# 4. Dimention Reduction in Data Mining

## 4.1 Problems with high-dimensional data.

### 4.1.1 Multi-collinearity

Multicollinearity is a condition where some of the predictor variables are strongly correlated with each other. Multicollinearity leads to instability in the solution space, leading to possible incoherent results, such as in multiple regression, where a multicollinear set of predictors can result in a regression which is significant overall, even when none of the individual variables is significant. Even if such instability is avoided, inclusion of variables which are highly correlated tends to overemphasize a particular component of the model, as the component is essentially being double counted.

### 4.1.2 Sparse Distribution

Higher-dimension spaces are inherently sparse. For example, the empirical rule tells us that, in one-dimension, about 68% of normally distributed variates lie between one and negative one standard deviation from the mean; while, for a 10-dimension multivariate normal distribution, only 2% of the data lies within the analogous hypersphere.

### 4.1.3 Principle (or law) of parsimony

The law states that things are usually connected or behave in the simplest or most economical way, especially with reference to alternative evolutionary pathways. The use of too many predictor variables to model a relationship with a response/target variable can unnecessarily complicate the interpretation of the analysis, and violates the principle of parsimony.

### 4.1.4 Overfitting

Retaining too many variables may lead to overfitting, in which the generality of the findings is hindered because new data do not behave the same as the training data for all the variables.

### 4.1.5 Failure to naturally put predictors into a single group, (a factor or a component)

For example, several predictors might fall naturally into a single group, (a factor or a component), which addresses a single aspect of the data. For example, the variables savings account balance, checking account balance, home equity, stock portfolio value, and 401k balance might all fall together under the single component, assets.

### 4.1.6 Intractibility

In some applications, such as image analysis, retaining full dimensionality would make most problems intractable. For example, a face classification system based on pixel images could potentially require vectors of dimension 65,536.

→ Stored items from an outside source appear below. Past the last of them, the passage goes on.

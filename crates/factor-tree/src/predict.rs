use crate::error::{Result, TreeError};
use crate::query::{checked_total, round_score};
use crate::tree::FactorTree;
use crate::types::Entity;
use serde::{Deserialize, Serialize};

/// Estimated score together with the evidence behind it
#[derive(Debug, Clone, Copy, PartialEq, Serialize, Deserialize)]
pub struct Prediction {
    /// Estimate rounded to two decimals
    pub score: f64,

    /// Samples averaged; an entity sharing k factor values is counted k times
    pub matched_samples: usize,

    /// True when no factor value was shared and the tree average was used
    pub fallback: bool,
}

/// Predict the score of `entity` from the entities stored in `tree`.
///
/// Every factor of `entity` contributes the scores of all stored entities with
/// the same value for that factor. Contributions are concatenated, not
/// deduplicated, so stored entities that agree on more factors weigh more.
/// When nothing matches, the average of the whole tree is returned.
pub fn predict(tree: &FactorTree, entity: &Entity) -> Result<f64> {
    predict_detailed(tree, entity).map(|prediction| prediction.score)
}

/// Same as [`predict`], also reporting how the estimate was obtained
pub fn predict_detailed(tree: &FactorTree, entity: &Entity) -> Result<Prediction> {
    let mut total: i64 = 0;
    let mut count: usize = 0;

    for factor in &entity.factors {
        let scores = tree.filter_by_outcome(&factor.label, &factor.value);
        log::debug!(
            "Factor '{}' = '{}' matched {} scores",
            factor.label,
            factor.value,
            scores.len()
        );
        total = total
            .checked_add(checked_total(scores.iter().copied())?)
            .ok_or(TreeError::ScoreOverflow)?;
        count += scores.len();
    }

    if count == 0 {
        let average = tree.average()?;
        log::debug!("No shared factor values, falling back to tree average {average:.2}");
        return Ok(Prediction {
            score: average,
            matched_samples: 0,
            fallback: true,
        });
    }

    Ok(Prediction {
        score: round_score(total as f64 / count as f64),
        matched_samples: count,
        fallback: false,
    })
}
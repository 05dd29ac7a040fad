use assert_cmd::Command;
use predicates::prelude::*;
use serde_json::Value;
use std::fs;
use std::path::{Path, PathBuf};
use tempfile::tempdir;

const STUDY: &str = r#"gender,race/ethnicity,parental level of education,lunch,test preparation course,math score,reading score,writing score
female,group B,bachelor's degree,standard,none,72,72,74
female,group C,some college,standard,completed,69,90,88
female,group B,master's degree,standard,none,90,95,93
male,group A,associate's degree,free/reduced,none,47,57,44
male,group C,some college,standard,none,76,78,75
"#;

const SINGLE_FACTOR: &str = "some_factor,math score\nresult 1,80\nresult 1,70\nresult 2,90\n";

const SINGLE_FACTOR_CONFIG: &str = r#"
[ingest]
factor_columns = 1

[populations]
math = "math score"
"#;

#[allow(deprecated)]
fn cohort(workdir: &Path) -> Command {
    let mut cmd = Command::cargo_bin("cohort").expect("binary");
    cmd.current_dir(workdir).arg("--quiet");
    cmd
}

fn write(dir: &Path, name: &str, contents: &str) -> PathBuf {
    let path = dir.join(name);
    fs::write(&path, contents).unwrap();
    path
}

fn stdout_json(cmd: &mut Command) -> Value {
    let output = cmd.output().expect("command run");
    assert!(
        output.status.success(),
        "stderr: {}",
        String::from_utf8_lossy(&output.stderr)
    );
    serde_json::from_slice(&output.stdout).expect("valid json")
}

#[test]
fn average_prints_rounded_mean() {
    let temp = tempdir().unwrap();
    write(temp.path(), "study.csv", STUDY);

    cohort(temp.path())
        .args(["average", "study.csv", "--subject", "math score"])
        .assert()
        .success()
        .stdout("math score: 70.80 (5 entities)\n");
}

#[test]
fn predict_matches_single_factor_golden_values() {
    let temp = tempdir().unwrap();
    write(temp.path(), "single.csv", SINGLE_FACTOR);
    write(temp.path(), "cohort.toml", SINGLE_FACTOR_CONFIG);

    let body = stdout_json(cohort(temp.path()).args([
        "--config",
        "cohort.toml",
        "predict",
        "single.csv",
        "--subject",
        "math score",
        "--json",
    ]));

    let predicted: Vec<f64> = body["cases"]
        .as_array()
        .expect("cases array")
        .iter()
        .map(|case| case["predicted"].as_f64().unwrap())
        .collect();
    assert_eq!(predicted, vec![75.0, 75.0, 90.0]);
    assert_eq!(body["evaluated"], 3);
    assert_eq!(body["mean_absolute_percentage_error"], 4.46);
}

#[test]
fn predict_uses_history_table_when_given() {
    let temp = tempdir().unwrap();
    write(temp.path(), "history.csv", SINGLE_FACTOR);
    write(
        temp.path(),
        "new.csv",
        "some_factor,math score\nresult 3,80\nresult 1,75\n",
    );
    write(temp.path(), "cohort.toml", SINGLE_FACTOR_CONFIG);

    cohort(temp.path())
        .args([
            "--config",
            "cohort.toml",
            "predict",
            "new.csv",
            "--history",
            "history.csv",
            "--subject",
            "math score",
        ])
        .assert()
        .success()
        .stdout(predicate::str::contains(
            "some_factor: result 3\nScore: 80\nPredicted Score: 80.0\n",
        ))
        .stdout(predicate::str::contains(
            "some_factor: result 1\nScore: 75\nPredicted Score: 75.0\n",
        ))
        .stdout(predicate::str::ends_with("Average absolute error: 0.0%\n"));
}

#[test]
fn correlate_json_groups_every_population_in_configured_order() {
    let temp = tempdir().unwrap();
    write(temp.path(), "study.csv", STUDY);

    let body = stdout_json(cohort(temp.path()).args([
        "correlate",
        "study.csv",
        "--factor",
        "lunch",
        "--format",
        "json",
    ]));

    assert_eq!(body["title"], "Score vs lunch");
    assert_eq!(body["category_order"][0], "free/reduced");
    assert_eq!(body["category_order"][1], "standard");
    assert_eq!(body["rows"].as_array().map(Vec::len), Some(15));

    let populations: Vec<&str> = body["populations"]
        .as_array()
        .unwrap()
        .iter()
        .map(|p| p["population"].as_str().unwrap())
        .collect();
    assert_eq!(populations, vec!["math", "reading", "writing"]);

    let math_groups = &body["populations"][0]["groups"];
    assert_eq!(math_groups[0]["outcome"], "free/reduced");
    assert_eq!(math_groups[0]["stats"]["count"], 1);
    assert_eq!(math_groups[1]["stats"]["count"], 4);
    assert_eq!(math_groups[1]["stats"]["median"], 74.0);
}

#[test]
fn correlate_writes_markdown_to_file() {
    let temp = tempdir().unwrap();
    write(temp.path(), "study.csv", STUDY);

    cohort(temp.path())
        .args([
            "correlate",
            "study.csv",
            "--factor",
            "gender",
            "--title",
            "Score vs gender",
            "--out",
            "charts/gender.md",
        ])
        .assert()
        .success()
        .stdout("");

    let md = fs::read_to_string(temp.path().join("charts/gender.md")).unwrap();
    assert!(md.starts_with("# Score vs gender\n"));
    assert!(md.contains("## writing\n"));
    assert!(md.find("| `male` |").unwrap() < md.find("| `female` |").unwrap());
}

#[test]
fn correlate_rejects_factor_outside_the_table() {
    let temp = tempdir().unwrap();
    write(temp.path(), "study.csv", STUDY);

    cohort(temp.path())
        .args(["correlate", "study.csv", "--factor", "shoe size"])
        .assert()
        .failure()
        .stderr(predicate::str::contains("Unknown factor: shoe size"));
}

#[test]
fn unknown_subject_fails_with_available_columns() {
    let temp = tempdir().unwrap();
    write(temp.path(), "study.csv", STUDY);

    cohort(temp.path())
        .args(["average", "study.csv", "--subject", "science score"])
        .assert()
        .failure()
        .stderr(predicate::str::contains("Subject not found: 'science score'"));
}

#[test]
fn stats_reports_branching_order() {
    let temp = tempdir().unwrap();
    write(temp.path(), "study.csv", STUDY);

    let body = stdout_json(cohort(temp.path()).args([
        "stats",
        "study.csv",
        "--subject",
        "reading score",
        "--json",
    ]));
    assert_eq!(body["entities"], 5);
    assert_eq!(body["leaves"], 5);
    assert_eq!(body["depth"], 5);
    assert_eq!(body["labels"][0], "gender");
    assert_eq!(body["labels"][4], "test preparation course");
}
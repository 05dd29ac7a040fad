use cohort_factor_tree::round_score;
use serde::{Deserialize, Serialize};

/// Five-number summary (plus count and mean) of one group of scores
#[derive(Debug, Clone, Copy, PartialEq, Serialize, Deserialize)]
pub struct BoxStats {
    pub count: usize,
    pub min: f64,
    pub q1: f64,
    pub median: f64,
    pub q3: f64,
    pub max: f64,
    pub mean: f64,
}

impl BoxStats {
    /// Summarize `scores`; `None` when there is nothing to summarize.
    ///
    /// Quartiles use linear interpolation between closest ranks.
    pub fn from_scores(scores: &[i64]) -> Option<Self> {
        if scores.is_empty() {
            return None;
        }
        let mut sorted: Vec<f64> = scores.iter().map(|&score| score as f64).collect();
        sorted.sort_by(f64::total_cmp);

        let total: f64 = sorted.iter().sum();
        Some(Self {
            count: sorted.len(),
            min: sorted[0],
            q1: quantile(&sorted, 0.25),
            median: quantile(&sorted, 0.5),
            q3: quantile(&sorted, 0.75),
            max: sorted[sorted.len() - 1],
            mean: round_score(total / sorted.len() as f64),
        })
    }
}

fn quantile(sorted: &[f64], p: f64) -> f64 {
    let pos = p * (sorted.len() - 1) as f64;
    let lo = pos.floor() as usize;
    let hi = pos.ceil() as usize;
    sorted[lo] + (sorted[hi] - sorted[lo]) * (pos - lo as f64)
}
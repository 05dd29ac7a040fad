use crate::error::{ChartError, Result};
use crate::summary::BoxStats;
use cohort_factor_tree::SliceSamples;
use serde::{Deserialize, Serialize};

/// One observation in long format
#[derive(Debug, Clone, PartialEq, Eq, Serialize, Deserialize)]
pub struct ChartRow {
    pub population: String,
    pub score: i64,
    pub outcome: String,
}

/// Distribution of one outcome within one population
#[derive(Debug, Clone, PartialEq, Serialize, Deserialize)]
pub struct OutcomeGroup {
    pub outcome: String,
    pub stats: BoxStats,
}

/// All outcome groups of one population, in display order
#[derive(Debug, Clone, PartialEq, Serialize, Deserialize)]
pub struct PopulationGroups {
    pub population: String,
    pub groups: Vec<OutcomeGroup>,
}

/// Serializable description of a chart for an external plotting tool
#[derive(Debug, Clone, PartialEq, Serialize, Deserialize)]
pub struct ChartSpec {
    pub title: String,
    pub factor: String,
    pub category_order: Vec<String>,
    pub populations: Vec<PopulationGroups>,
    pub rows: Vec<ChartRow>,
}

/// Scores of several populations against the outcomes of one factor
#[derive(Debug, Clone)]
pub struct CorrelationChart {
    title: String,
    factor: String,
    order: Vec<String>,
    populations: Vec<String>,
    rows: Vec<ChartRow>,
}

impl CorrelationChart {
    pub fn new(title: impl Into<String>, factor: impl Into<String>) -> Self {
        Self {
            title: title.into(),
            factor: factor.into(),
            order: Vec::new(),
            populations: Vec::new(),
            rows: Vec::new(),
        }
    }

    /// Preferred display order of outcome values
    pub fn with_order(mut self, order: Vec<String>) -> Self {
        self.order = order;
        self
    }

    pub fn title(&self) -> &str {
        &self.title
    }

    pub fn factor(&self) -> &str {
        &self.factor
    }

    pub fn populations(&self) -> &[String] {
        &self.populations
    }

    pub fn rows(&self) -> &[ChartRow] {
        &self.rows
    }

    /// Add the slice of one population
    pub fn add_population(&mut self, name: impl Into<String>, samples: &SliceSamples) -> Result<()> {
        let name = name.into();
        if samples.scores.len() != samples.outcomes.len() {
            return Err(ChartError::LengthMismatch {
                population: name,
                scores: samples.scores.len(),
                outcomes: samples.outcomes.len(),
            });
        }
        if self.populations.contains(&name) {
            return Err(ChartError::DuplicatePopulation(name));
        }

        log::debug!(
            "Chart '{}': population '{}' adds {} samples",
            self.title,
            name,
            samples.len()
        );
        self.rows.extend(samples.iter().map(|(score, outcome)| ChartRow {
            population: name.clone(),
            score,
            outcome: outcome.to_string(),
        }));
        self.populations.push(name);
        Ok(())
    }

    /// Preferred order first, then observed outcomes missing from it in first-seen order
    pub fn display_order(&self) -> Vec<String> {
        let mut order = self.order.clone();
        for row in &self.rows {
            if !order.contains(&row.outcome) {
                order.push(row.outcome.clone());
            }
        }
        order
    }

    /// Box summaries per population and outcome; empty groups are omitted
    pub fn groups(&self) -> Vec<PopulationGroups> {
        let order = self.display_order();
        self.populations
            .iter()
            .map(|population| {
                let groups = order
                    .iter()
                    .filter_map(|outcome| {
                        let scores: Vec<i64> = self
                            .rows
                            .iter()
                            .filter(|row| row.population == *population && row.outcome == *outcome)
                            .map(|row| row.score)
                            .collect();
                        BoxStats::from_scores(&scores).map(|stats| OutcomeGroup {
                            outcome: outcome.clone(),
                            stats,
                        })
                    })
                    .collect();
                PopulationGroups {
                    population: population.clone(),
                    groups,
                }
            })
            .collect()
    }

    pub fn spec(&self) -> ChartSpec {
        ChartSpec {
            title: self.title.clone(),
            factor: self.factor.clone(),
            category_order: self.display_order(),
            populations: self.groups(),
            rows: self.rows.clone(),
        }
    }

    pub fn to_json_pretty(&self) -> serde_json::Result<String> {
        serde_json::to_string_pretty(&self.spec())
    }
}
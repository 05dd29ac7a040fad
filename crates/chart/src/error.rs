use thiserror::Error;

pub type Result<T> = std::result::Result<T, ChartError>;

#[derive(Error, Debug, Clone, PartialEq, Eq)]
pub enum ChartError {
    #[error("Population '{population}' has {scores} scores but {outcomes} outcomes")]
    LengthMismatch {
        population: String,
        scores: usize,
        outcomes: usize,
    },

    #[error("Population '{0}' was added twice")]
    DuplicatePopulation(String),
}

### 4.1.7 Data Visualization Problem

Even the most advanced data visualization techniques do not go much beyond five dimensions. How, then, can we hope to visualize the relationship among the hundreds of variables in our massive data sets?

## 4.2 Dimension Reduction Goals

Dimension-reduction methods have the goal of using the correlation structure among the predictor variables to accomplish the following:
1. To reduce the number of predictor items.
2. To help ensure that these predictor items are independent.
3. To provide a framework for interpretability of the results.

## 4.3 Dimension Reduction Methods

Dimension-reduction methods:
1. Principal components analysis (PCA)
2. Factor analysis
3. User-defined composites

### 4.3.1 Principal components analysis

PCA seeks to explain the correlation structure of a set of predictor variables, using a smaller set of linear combinations of these variables. **These linear combinations are called components**. The total variability of a data set produced by the complete set of ${m}$ variables can often be mostly accounted for by a smaller set of ${k}$ linear combinations of these variables, which would mean that there is almost as much information in the ${k}$ components as there is in the original ${m}$ variables. If desired, the analyst can then replace the original ${m}$ variables with the ${k < m}$ components, so that the working data set now consists of ${n}$ records on ${k}$ components, rather than ${n}$ records on m variables. **The analyst should note that PCA acts solely on the predictor variables, and ignores the target variable**.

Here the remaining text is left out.